When conducting SGP analyses, the first step is to prepare student assessment data in either the WIDE or LONG format. Almost all errors that are encountered with SGP analyses are associated with issues in data preparation so it is important that this be done properly.
For a typical student, their current SGP will be calculated from two tests taken during different testing windows (Autumn, Winter and Spring; the dates for these windows do not need to correspond to the school year). For students who are being held back one year, this means that they must take at least two tests in two separate testing windows in the prior school year before their SGP can be determined from their currently available data.
To ensure that the data is matched to the correct student, each SGP analysis should begin by creating a list of all students by their ID number in the Student View and then selecting the “Match Students” button next to each of their names. This will automatically select the matching student in the SGPData database for use with that particular SGP analysis.

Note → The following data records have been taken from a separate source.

//! Goals and the decision record the policy returns

use serde::{Deserialize, Serialize};

use crate::core::types::{Action, Coord};
use crate::navigation::Route;

/// Why the agent chose its action, in priority order
#[derive(Debug, Clone, Copy, PartialEq, Eq, Hash, Serialize, Deserialize)]
pub enum Goal {
    /// Standing on the gold
    Grab,
    /// Shoot the one wumpus in the way
    Hunt,
    /// Carry the gold home
    Retreat,
    /// Walk to the nearest known-safe unvisited cell
    Explore,
    /// Step into an uncertain cell with acceptable risk
    Risk,
    /// Leave the cave
    Escape,
    /// Stay on a sheltered cell while the wumpuses move
    Wait,
}

impl std::fmt::Display for Goal {
    fn fmt(&self, f: &mut std::fmt::Formatter<'_>) -> std::fmt::Result {
        let name = match self {
            Goal::Grab => "GRAB",
            Goal::Hunt => "HUNT",
            Goal::Retreat => "RETREAT",
            Goal::Explore => "EXPLORE",
            Goal::Risk => "RISK",
            Goal::Escape => "ESCAPE",
            Goal::Wait => "WAIT",
        };
        write!(f, "{}", name)
    }
}

/// One turn's decision
#[derive(Debug, Clone, PartialEq, Serialize, Deserialize)]
pub struct Decision {
    pub goal: Goal,
    pub action: Action,
    /// Cell the goal is aimed at
    pub target: Option<Coord>,
    /// Route being followed, if the action is a step along one
    pub route: Option<Route>,
    /// Death probability of the chosen route
    pub risk: f32,
}

impl Decision {
    /// A decision that acts in place
    pub fn act(goal: Goal, action: Action, target: Option<Coord>) -> Self {
        Self {
            goal,
            action,
            target,
            route: None,
            risk: 0.0,
        }
    }

    /// A decision that takes the first step of `route`.
    ///
    /// `None` for an empty route.
    pub fn follow(goal: Goal, target: Coord, route: Route, risk: f32) -> Option<Self> {
        let action = route.first_action()?;
        Some(Self {
            goal,
            action,
            target: Some(target),
            route: Some(route),
            risk,
        })
    }
}
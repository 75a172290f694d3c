use thiserror::Error;

use crate::core::types::Coord;

#[derive(Error, Debug)]
pub enum AgentError {
    #[error("Coordinate {coord} outside {size}x{size} grid")]
    OutOfBounds { coord: Coord, size: u32 },

    #[error("Consistency violation: {0}")]
    ConsistencyViolation(String),

    #[error("Session already finished")]
    SessionFinished,

    #[error("Invalid configuration: {0}")]
    InvalidConfig(String),

    #[error("IO error: {0}")]
    IoError(#[from] std::io::Error),

    #[error("TOML error: {0}")]
    TomlError(#[from] toml::de::Error),

    #[error("Serialization error: {0}")]
    SerdeError(#[from] serde_json::Error),
}

impl AgentError {
    pub fn violation(message: impl Into<String>) -> Self {
        AgentError::ConsistencyViolation(message.into())
    }
}

pub type Result<T> = std::result::Result<T, AgentError>;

Once the SGPData is populated with matching student data, each SGP analysis can be run by selecting the “Calculate” button next to the appropriate analysis. This will display the results of that SGP analysis in a table. The final column in the table indicates whether a student’s SGP is above or below their expected growth rate. If the SGP is above their expected growth rate, a positive number is displayed. If the SGP is below their expected growth rate, a negative number is displayed. If a negative number is displayed, the user should contact their local SGP administrator to determine what steps they may need to take to address the issue.